# Problem requirements
List each line of the data that holds the word "Output".
+++ Records supplied +++
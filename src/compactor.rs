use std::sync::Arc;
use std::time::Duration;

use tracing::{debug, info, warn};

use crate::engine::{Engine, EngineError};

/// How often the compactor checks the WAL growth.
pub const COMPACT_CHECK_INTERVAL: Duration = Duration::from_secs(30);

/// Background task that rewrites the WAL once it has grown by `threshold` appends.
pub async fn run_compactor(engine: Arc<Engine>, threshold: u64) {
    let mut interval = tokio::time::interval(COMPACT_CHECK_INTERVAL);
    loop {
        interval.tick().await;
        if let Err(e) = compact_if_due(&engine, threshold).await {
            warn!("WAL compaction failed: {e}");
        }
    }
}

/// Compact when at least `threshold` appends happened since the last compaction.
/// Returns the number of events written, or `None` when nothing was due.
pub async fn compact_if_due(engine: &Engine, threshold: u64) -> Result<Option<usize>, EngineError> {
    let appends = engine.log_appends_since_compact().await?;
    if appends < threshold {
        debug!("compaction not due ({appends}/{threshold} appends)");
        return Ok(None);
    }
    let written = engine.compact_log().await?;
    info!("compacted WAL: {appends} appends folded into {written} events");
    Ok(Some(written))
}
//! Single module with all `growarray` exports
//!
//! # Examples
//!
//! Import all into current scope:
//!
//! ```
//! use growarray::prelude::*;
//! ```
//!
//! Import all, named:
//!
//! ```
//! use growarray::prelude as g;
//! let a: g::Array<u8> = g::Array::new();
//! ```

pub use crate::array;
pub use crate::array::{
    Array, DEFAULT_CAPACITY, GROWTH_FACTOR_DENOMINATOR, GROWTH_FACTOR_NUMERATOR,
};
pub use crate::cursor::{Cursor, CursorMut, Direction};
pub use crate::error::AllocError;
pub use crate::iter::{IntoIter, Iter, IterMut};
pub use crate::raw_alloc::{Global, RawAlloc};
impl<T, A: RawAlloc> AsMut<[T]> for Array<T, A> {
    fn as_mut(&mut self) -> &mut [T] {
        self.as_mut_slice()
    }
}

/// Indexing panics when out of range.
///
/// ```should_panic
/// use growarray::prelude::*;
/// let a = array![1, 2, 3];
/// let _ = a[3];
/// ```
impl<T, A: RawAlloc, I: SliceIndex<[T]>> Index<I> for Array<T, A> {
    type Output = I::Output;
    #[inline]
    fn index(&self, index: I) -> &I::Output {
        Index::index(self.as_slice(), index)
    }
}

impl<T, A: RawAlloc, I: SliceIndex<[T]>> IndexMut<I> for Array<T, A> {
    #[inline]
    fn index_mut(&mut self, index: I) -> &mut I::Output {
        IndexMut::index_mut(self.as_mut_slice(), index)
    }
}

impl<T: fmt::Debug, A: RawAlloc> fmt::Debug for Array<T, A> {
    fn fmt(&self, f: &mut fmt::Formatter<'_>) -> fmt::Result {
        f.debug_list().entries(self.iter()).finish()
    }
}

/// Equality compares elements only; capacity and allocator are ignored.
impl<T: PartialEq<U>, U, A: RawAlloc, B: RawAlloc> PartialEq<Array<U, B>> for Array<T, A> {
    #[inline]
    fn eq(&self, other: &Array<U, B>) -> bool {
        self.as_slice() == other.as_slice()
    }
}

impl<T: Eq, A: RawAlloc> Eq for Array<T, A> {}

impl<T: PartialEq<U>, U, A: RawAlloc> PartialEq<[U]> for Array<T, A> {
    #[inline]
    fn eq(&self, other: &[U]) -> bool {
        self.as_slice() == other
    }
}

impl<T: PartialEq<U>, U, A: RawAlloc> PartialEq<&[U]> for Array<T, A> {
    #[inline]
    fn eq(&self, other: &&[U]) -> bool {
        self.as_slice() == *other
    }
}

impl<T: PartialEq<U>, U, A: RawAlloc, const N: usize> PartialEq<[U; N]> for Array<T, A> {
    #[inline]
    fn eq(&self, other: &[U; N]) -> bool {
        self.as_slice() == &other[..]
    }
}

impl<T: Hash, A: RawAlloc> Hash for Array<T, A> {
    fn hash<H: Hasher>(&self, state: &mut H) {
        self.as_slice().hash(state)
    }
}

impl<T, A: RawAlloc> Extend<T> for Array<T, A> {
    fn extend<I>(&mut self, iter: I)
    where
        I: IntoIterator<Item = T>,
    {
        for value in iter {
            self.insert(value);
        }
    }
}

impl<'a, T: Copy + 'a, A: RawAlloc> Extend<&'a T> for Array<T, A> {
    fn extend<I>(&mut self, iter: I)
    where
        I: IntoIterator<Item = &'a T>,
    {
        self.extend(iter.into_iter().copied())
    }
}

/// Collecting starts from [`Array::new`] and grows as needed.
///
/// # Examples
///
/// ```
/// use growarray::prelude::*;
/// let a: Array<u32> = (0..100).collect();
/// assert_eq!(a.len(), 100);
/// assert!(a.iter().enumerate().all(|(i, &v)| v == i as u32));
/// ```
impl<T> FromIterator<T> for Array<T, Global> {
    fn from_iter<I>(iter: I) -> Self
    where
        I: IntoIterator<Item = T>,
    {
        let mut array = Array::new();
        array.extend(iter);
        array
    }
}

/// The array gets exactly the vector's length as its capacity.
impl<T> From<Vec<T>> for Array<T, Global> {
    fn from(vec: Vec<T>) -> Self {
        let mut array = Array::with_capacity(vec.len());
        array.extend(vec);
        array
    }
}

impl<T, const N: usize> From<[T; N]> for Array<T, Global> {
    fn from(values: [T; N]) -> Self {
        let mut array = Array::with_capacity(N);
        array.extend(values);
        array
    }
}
+++
# Task solution
    type Output = I::Output;
    fn index(&self, index: I) -> &I::Output {
    fn index_mut(&mut self, index: I) -> &mut I::Output {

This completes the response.